顔写真撮影後、体温や体の状態を入力し提出します。シンガポールではアプリを活用して、徹底的に監視しています。
3-5.隔離中のPCR検査
隔離されて数日が経過すると政府からSMSが送信され、PCR検査日と場所が指定されます。PCR検査日に初めて、シンガポールの外気に触れることができ、到着後初めて「やっぱりシンガポールは暑いな」って思いました。
PCR検査後、2日後以内に結果結果がSMSで届きます。PCR検査が陰性でかつ14日間の隔離を終えることで自由の身となります。現在は寮に滞在しているので、大学の様子は次回お伝えしたいと思います。
4.ファイナンスの講義
9月上旬までファイナンスの講義を受けていたので、実際のMBAはどのような感じなのか共有したいと思います。
4-1.講義の感想
まず始めにファイナンスの講義を受けて思ったことは、将来経営者や経営に携わりたいと考えている方は絶対に学んだ方が良いということです。フューチャーの新卒は簿記2級の取得が必須ですが、経営者や経営に関わることを目指している方々は会計のみの知識では不十分です。
会計の知識だけだと、利益が最重要指標で負債(借入金や社債など) は悪だと考えがちですが、 ファイナンスを学ぶことで、利益よりもキャッシュの方が時には重要であること、 借入金や社債を全く活用しないことも問題であることが理解できます。その結果、ビジネスモデルを検討する際の考え方が変わってきます。
4-2.授業の様子
NTUのビジネススクールは全ての科目においてチーム制が敷かれています。これは実際のビジネスの場でもチームで仕事をするためです。また、国籍・性別・経歴に偏りがないようにチームメンバーが割り当てられます。ファイナンスの授業では、10人1チームで構成されており、私のチームはインド人2人・シンガポール人1人・マレーシア人1人・中国人4人・韓国人1人・日本人1人(私)のメンバーでした。
授業では、基本的にアウトプットすることに重きを置いています。例えば、最近のコロナの状況で下記3社の航空会社が各々の手段で資金調達をしたことを題材に、なぜその手段を活用したのかグループ内で議論して、その後パワーポイントで資料を作成し、クラスで発表するという進め方です。
・シンガポール航空
株式割当増資・転換社債型新株予約権付社債
・キャセイパシフィック航空
株式割当増資・ 優先株・ブリッジローン
・カンタス航空
長期借入・Institutional placement・Share purchase plan
元々純ジャパで英語に不慣れな私は、どのクラスメイトよりも念入りに事前準備を行いました。議論のお題や、資料作成の有り無しは事前に共有されるので、授業開始前に自分の考えをパワポ化し、チームメンバーに事前に共有。グループディスカッションが開始したら画面共有をして、自分の資料をベースに議論するような進め方をしていました。こうすることで、自分の考えをわざわざ話す必要もなく正確に伝えられるので、有効的な方法だったと思っています。
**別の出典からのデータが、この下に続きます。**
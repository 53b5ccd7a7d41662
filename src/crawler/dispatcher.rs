//! Concurrent probe dispatcher
//!
//! Fans one probe task out per discovered link and fans the reports back in
//! through a single channel. The collecting loop is the only writer of the
//! result map, so no locking is involved.
//!
//! # Failure Policy
//!
//! | Condition | Strict | Relaxed |
//! |-----------|--------|---------|
//! | HTTP response (any status) | Recorded | Recorded |
//! | Transport error | Abort batch → `ProbeTransport` | Recorded as `Unreachable` |
//! | Batch deadline expires | Abort batch → `BatchDeadline` | Pending links → `Unreachable` |
//! | Probe task dies silently | Abort batch → `ProbeTaskFailed` | Abort batch → `ProbeTaskFailed` |

use crate::crawler::ProbeError;
use crate::state::ProbeOutcome;
use crate::SieveError;
use reqwest::Client;
use serde::Deserialize;
use std::collections::HashMap;
use std::future::Future;
use std::time::Duration;
use tokio::sync::mpsc;
use tokio::task::JoinSet;
use tokio::time::Instant;

/// Reason recorded for links still pending when the batch deadline expires
pub const DEADLINE_REASON: &str = "batch deadline exceeded";

/// What to do when a single probe fails at the transport level
#[derive(Debug, Clone, Copy, Default, PartialEq, Eq, Deserialize)]
#[serde(rename_all = "kebab-case")]
pub enum ProbeMode {
    /// Any transport error fails the whole batch
    Strict,

    /// Transport errors are recorded as unreachable and the batch continues
    #[default]
    Relaxed,
}

/// Options for one dispatch batch
#[derive(Debug, Clone, Copy, Default, PartialEq, Eq)]
pub struct DispatchOptions {
    /// Transport failure policy
    pub mode: ProbeMode,

    /// Optional deadline for the whole batch, on top of per-probe timeouts
    pub batch_deadline: Option<Duration>,
}

/// A single probe result sent back to the collector
#[derive(Debug)]
struct ProbeReport {
    url: String,
    outcome: Result<u16, ProbeError>,
}

/// Probes every link concurrently and returns one outcome per link
///
/// Each key of `links` gets its own task running `probe(url, client)`. The
/// client is cloned into each task; clones share one connection pool. The
/// collector waits for exactly `links.len()` reports, in whatever order they
/// arrive.
///
/// On success the returned map has exactly one entry per input link. It is
/// never partial: when the batch fails, everything collected so far is
/// dropped and the remaining tasks are aborted.
///
/// # Arguments
///
/// * `links` - Discovered links mapped to their occurrence counts
/// * `client` - Shared HTTP client
/// * `probe` - The probe to run per link (usually [`head_probe`](crate::crawler::head_probe))
/// * `options` - Failure policy and optional batch deadline
///
/// # Returns
///
/// * `Ok(HashMap)` - URL → final probe outcome, one entry per link
/// * `Err(SieveError)` - The batch was aborted
///
/// # Example
///
/// ```no_run
/// use std::collections::HashMap;
/// use sumi_sieve::crawler::{head_probe, probe_all, DispatchOptions};
///
/// # async fn example() -> Result<(), sumi_sieve::SieveError> {
/// let links = HashMap::from([("https://www.example.com/".to_string(), 1)]);
/// let client = reqwest::Client::new();
/// let results = probe_all(&links, &client, head_probe, &DispatchOptions::default()).await?;
/// assert_eq!(results.len(), 1);
/// # Ok(())
/// # }
/// ```
pub async fn probe_all<F, Fut>(
    links: &HashMap<String, u32>,
    client: &Client,
    probe: F,
    options: &DispatchOptions,
) -> Result<HashMap<String, ProbeOutcome>, SieveError>
where
    F: Fn(String, Client) -> Fut + Clone + Send + 'static,
    Fut: Future<Output = Result<u16, ProbeError>> + Send + 'static,
{
    let expected = links.len();
    let mut results = HashMap::with_capacity(expected);
    if expected == 0 {
        return Ok(results);
    }

    let (tx, mut rx) = mpsc::channel::<ProbeReport>(expected);
    let mut tasks = JoinSet::new();

    for url in links.keys() {
        let tx = tx.clone();
        let client = client.clone();
        let probe = probe.clone();
        let url = url.clone();

        tasks.spawn(async move {
            let outcome = probe(url.clone(), client).await;
            // A closed channel means the batch was already abandoned
            let _ = tx.send(ProbeReport { url, outcome }).await;
        });
    }

    // Only the tasks hold senders now, so `recv` yields None once they are all gone
    drop(tx);

    tracing::debug!("Dispatched {} probe(s)", expected);

    // A deadline too far out to represent is the same as no deadline
    let deadline = options
        .batch_deadline
        .and_then(|d| Instant::now().checked_add(d));
    let mut received = 0;

    while received < expected {
        let next = match deadline {
            Some(at) => match tokio::time::timeout_at(at, rx.recv()).await {
                Ok(next) => next,
                Err(_) => {
                    tasks.abort_all();
                    return expire_pending(links, results, options.mode);
                }
            },
            None => rx.recv().await,
        };

        let Some(report) = next else {
            tasks.abort_all();
            return Err(SieveError::ProbeTaskFailed(format!(
                "only {} of {} probes reported",
                received, expected
            )));
        };

        received += 1;

        match report.outcome {
            Ok(status) => {
                tracing::debug!("Probe {} -> HTTP {}", report.url, status);
                results.insert(report.url, ProbeOutcome::Status(status));
            }
            Err(error) => match options.mode {
                ProbeMode::Strict => {
                    tracing::debug!("Probe {} failed in strict mode: {}", report.url, error);
                    tasks.abort_all();
                    return Err(SieveError::ProbeTransport {
                        url: report.url,
                        source: error,
                    });
                }
                ProbeMode::Relaxed => {
                    tracing::warn!("Link {} is unreachable: {}", report.url, error);
                    results.insert(
                        report.url,
                        ProbeOutcome::Unreachable {
                            reason: error.to_string(),
                        },
                    );
                }
            },
        }
    }

    Ok(results)
}

/// Resolves a batch whose deadline expired before every report arrived
fn expire_pending(
    links: &HashMap<String, u32>,
    mut results: HashMap<String, ProbeOutcome>,
    mode: ProbeMode,
) -> Result<HashMap<String, ProbeOutcome>, SieveError> {
    let pending = links.len() - results.len();

    match mode {
        ProbeMode::Strict => Err(SieveError::BatchDeadline { pending }),
        ProbeMode::Relaxed => {
            tracing::warn!(
                "Batch deadline exceeded, marking {} pending link(s) unreachable",
                pending
            );
            for url in links.keys() {
                results
                    .entry(url.clone())
                    .or_insert_with(|| ProbeOutcome::Unreachable {
                        reason: DEADLINE_REASON.to_string(),
                    });
            }
            Ok(results)
        }
    }
}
また、資料作成能力も重視している教授は、パワーポイントで作成して提出することを頻繁に学生に求めます。パワーポイントの使用経験がないクラスメイトは資料作成に多くの時間を割き苦戦していたので、MBAに行きたい方はパワーポイントでの資料作成に慣れておいた方が良いと思います。
4-3.おすすめ書籍
授業では以下のテキストを参考としていました。1000ページ超で英語なので、おすすめの日本語書籍も紹介しておきます。
■参考テキスト
Corporate Finance, Global Edition
■日本語でおすすめな書籍
ファイナンシャル・マネジメント 改訂3版---企業財務の理論と実践
現在はマーケティングの授業を受けているので、次回はマーケティングの内容を共有したいと思います。
以上、シンガポールから柳原がお伝えしました。
皆さんもコロナにお気をつけてお過ごしください。